United made the trip to the North East having won 17 of their last 23 Premier League games against Sunderland, and lost only one and having registered a 17-game unbeaten run in the league.
With an FA Cup quarter final replay 48 hours away, Sir Alex Ferguson had hinted at a strong rotation policy, but the changes weren’t as wholesale as expected with De Gea keeping his spot in goal in search of a sixth consecutive clean sheet in the league, while Rafael, Smalling, Vidic and Buttner were deployed in defence. Antonio Valencia, Anderson and England’s men Michael Carrick and Ashley Young were assigned the task of supporting the attacking duo formed by Shinji Kagawa and Robin Van Persie, who looked to put an end to a seven-game goalless streak in club competitions.
Sir Alex had claimed that the behaviour of Sunderland fans last year after news of Aguero’s goal had filtered through, wasn’t going to be forgotten by his men and that it would, instead, provide an excellent motivation to banish last season’s demons.
United, though, were rather slow to get off the mark, Buttner’s effort through Sunderland’s defence being the only occasion in the first 20 minutes when Mignolet was called into action by the visitors.
If United didn’t create much of a threat up-front, Sunderland were enjoying even less fortune in front of David De Gea. Martin O’Neill’s side, deprived of key men Steven Fletcher and Lee Cattermole, struggled to get into the game at all, displaying an alarming lack of quality for a side that is very much at the sticky end of the table.
Halfway through the first half, United finally opened the scoring as Robin Van Persie collected a pass on the left side of the box before unleashing a left-footed effort across goal which took a rather heavy deflection off Titus Bramble’s thigh before ending up in the back of the net.
The Dutchman wheeled away in celebration, but the goal is likely to go down as Titus Bramble own goal for the former Newcastle defender’s deflection left Mignolet no chance.
Five minutes later United were forced to replace the injured Rafael with former Sunderland loanee Jonny Evans who received an excellent welcome from the Stadium of Light, as did Danny Welbeck when he was introduced late in the second half.
Van Persie forced a decent save from Mignolet just before the end of the first half and the Sunderland keeper wouldn’t be called in action for another 40 minutes, the excellent Alex Buttner drawing a smart stop from the Black Cats custodian after combining with Ashley Young down the left hand-side.

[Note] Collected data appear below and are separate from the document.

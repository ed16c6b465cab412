mod pipeline;
mod session;
mod sprite;

pub use pipeline::{
    compose::Canvas,
    distortion::{Distortion, Placement, WaveConfig},
    export::{export_animation, export_spritesheet, export_still, MAX_GIF_COLORS},
};
pub use session::{Session, SessionConfig};
pub use sprite::{
    grid::GlyphGrid,
    palette::{Palette, PaletteSet},
    raster::{rasterize, spritesheet, Bitmap},
    resource::ArtPack,
    sequence::{Animator, FrameSequence, SpriteFrame},
};

/// Errors raised while building sprites, palettes and sessions.
#[derive(Debug, thiserror::Error)]
pub enum SpriteError {
    #[error("row {row} has {actual} glyphs, expected {expected}")]
    RaggedGrid { row: usize, expected: usize, actual: usize },
    #[error("invalid sprite {name:?}: {source}")]
    Sprite {
        name: String,
        #[source]
        source: Box<SpriteError>,
    },
    #[error("unknown sprite {0:?}")]
    UnknownSprite(String),
    #[error("palette {index} does not exist ({available} available)")]
    UnknownPalette { index: usize, available: usize },
    #[error("pixel scale must be at least 1")]
    InvalidScale,
    #[error("{width}x{height} grid at scale {scale} does not fit in a bitmap")]
    TooLarge { width: u32, height: u32, scale: u32 },
    #[error("frames per second must be a positive number, got {0}")]
    InvalidFps(f64),
    #[error("frame {index} is {actual:?} pixels, expected {expected:?} like the first frame")]
    FrameShape { index: usize, expected: (u32, u32), actual: (u32, u32) },
    #[error("failed to parse art resource: {0}")]
    Resource(#[from] serde_json::Error),
    #[error("failed to read art resource: {0}")]
    Io(#[from] std::io::Error),
}

/// Errors raised while writing PNG or GIF files.
#[derive(Debug, thiserror::Error)]
pub enum ExportError {
    #[error("no frames to export")]
    EmptySequence,
    #[error("{frames} frames but {delays} delays")]
    DelayMismatch { frames: usize, delays: usize },
    #[error("frame {index} is {actual:?}, expected {expected:?}")]
    ShapeMismatch { index: usize, expected: (u32, u32), actual: (u32, u32) },
    #[error("{width}x{height} exceeds the GIF size limit")]
    TooLarge { width: u32, height: u32 },
    #[error("cannot export a {width}x{height} image, it has no pixels")]
    EmptyFrame { width: u32, height: u32 },
    #[error("frames use {0} or more colors, GIF allows {max}", max = MAX_GIF_COLORS)]
    TooManyColors(usize),
    #[error("frame {frame} has a translucent pixel at ({x}, {y})")]
    TranslucentPixel { frame: usize, x: u32, y: u32 },
    #[error("failed to write file: {0}")]
    Io(#[from] std::io::Error),
    #[error("failed to encode image: {0}")]
    Image(#[from] image::ImageError),
    #[error("failed to encode GIF: {0}")]
    Gif(#[from] gif::EncodingError),
}
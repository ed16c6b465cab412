use std::collections::BTreeMap;

use image::Rgba;

use super::grid::GlyphGrid;
use crate::SpriteError;

/// Glyph to color mapping used when rasterizing a [`GlyphGrid`].
#[derive(Clone, Debug, PartialEq, Eq)]
pub struct Palette {
    name: String,
    entries: BTreeMap<char, Rgba<u8>>,
}

impl Palette {
    pub fn new(name: impl Into<String>) -> Self {
        Self { name: name.into(), entries: BTreeMap::new() }
    }

    pub fn with_color(mut self, glyph: char, color: Rgba<u8>) -> Self {
        self.entries.insert(glyph, color);
        self
    }

    pub fn from_entries(
        name: impl Into<String>,
        entries: impl IntoIterator<Item = (char, Rgba<u8>)>,
    ) -> Self {
        Self { name: name.into(), entries: entries.into_iter().collect() }
    }

    pub fn name(&self) -> &str {
        &self.name
    }

    /// Color for `glyph`, or `None` when the cell should be left untouched.
    pub fn lookup(&self, glyph: char) -> Option<Rgba<u8>> {
        self.entries.get(&glyph).copied()
    }

    pub fn len(&self) -> usize {
        self.entries.len()
    }

    pub fn is_empty(&self) -> bool {
        self.entries.is_empty()
    }

    pub fn iter(&self) -> impl Iterator<Item = (char, Rgba<u8>)> + '_ {
        self.entries.iter().map(|(glyph, color)| (*glyph, *color))
    }

    /// Glyphs used by `grid` that have no entry in this palette.
    pub fn missing_glyphs(&self, grid: &GlyphGrid) -> Vec<char> {
        grid.glyphs().into_iter().filter(|glyph| !self.entries.contains_key(glyph)).collect()
    }
}

/// Ordered collection of palettes that can be swapped at runtime.
#[derive(Clone, Debug, Default, PartialEq, Eq)]
pub struct PaletteSet {
    palettes: Vec<Palette>,
}

impl PaletteSet {
    pub fn new(palettes: Vec<Palette>) -> Self {
        Self { palettes }
    }

    pub fn len(&self) -> usize {
        self.palettes.len()
    }

    pub fn is_empty(&self) -> bool {
        self.palettes.is_empty()
    }

    pub fn iter(&self) -> impl Iterator<Item = &Palette> {
        self.palettes.iter()
    }

    /// Select a palette by its 1-based index.
    pub fn select(&self, index: usize) -> Result<&Palette, SpriteError> {
        index
            .checked_sub(1)
            .and_then(|zero_based| self.palettes.get(zero_based))
            .ok_or(SpriteError::UnknownPalette { index, available: self.palettes.len() })
    }

    pub fn by_name(&self, name: &str) -> Option<&Palette> {
        self.palettes.iter().find(|palette| palette.name.eq_ignore_ascii_case(name))
    }

    /// 1-based index of the palette called `name`.
    pub fn position(&self, name: &str) -> Option<usize> {
        self.palettes
            .iter()
            .position(|palette| palette.name.eq_ignore_ascii_case(name))
            .map(|index| index + 1)
    }
}

#[cfg(test)]
mod tests {
    use super::*;

    fn two_color() -> Palette {
        Palette::new("test")
            .with_color('0', Rgba([255, 0, 0, 255]))
            .with_color('1', Rgba([0, 0, 255, 255]))
    }

    #[test]
    fn lookup_miss_is_none() {
        let palette = two_color();
        assert_eq!(palette.lookup('0'), Some(Rgba([255, 0, 0, 255])));
        assert_eq!(palette.lookup('7'), None);
    }

    #[test]
    fn select_is_one_based() {
        let set = PaletteSet::new(vec![two_color(), Palette::new("other")]);
        assert_eq!(set.select(1).unwrap().name(), "test");
        assert_eq!(set.select(2).unwrap().name(), "other");
        assert!(matches!(
            set.select(0),
            Err(SpriteError::UnknownPalette { index: 0, available: 2 })
        ));
        assert!(set.select(3).is_err());
    }

    #[test]
    fn lookup_by_name_ignores_case() {
        let set = PaletteSet::new(vec![Palette::new("GameBoy")]);
        assert!(set.by_name("gameboy").is_some());
        assert_eq!(set.position("GAMEBOY"), Some(1));
        assert_eq!(set.position("nes"), None);
    }

    #[test]
    fn reports_missing_glyphs() {
        let grid = GlyphGrid::new(["012", "210"]).unwrap();
        assert_eq!(two_color().missing_glyphs(&grid), vec!['2']);
    }
}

In between those two chances, Sunderland tried to muster a rally as they desperately sought to get themselves back into the game. Connor Wickham was introduced to support Danny Graham up-front, but Martin O’Neill’s men failed to create any clear cut chances despite pinning United back in their own half for a 20 minutes spell in the second half.
Cleverley and Welbeck replaced Anderson and Kagawa, restoring United’s grip on the game, with Michael Carrick yet again providing a superb performance, and deep into injury time Van Persie missed a glorious chance to double the score as he fired against Mignolet from close ranger after having been brilliantly teed up by Ashley Young.
The result moves United temporarily 18 points clear of City and, with the Manchester derby a week on Monday, the chants of “We’re having a party on derby day” by the traveling supporters were more than justified.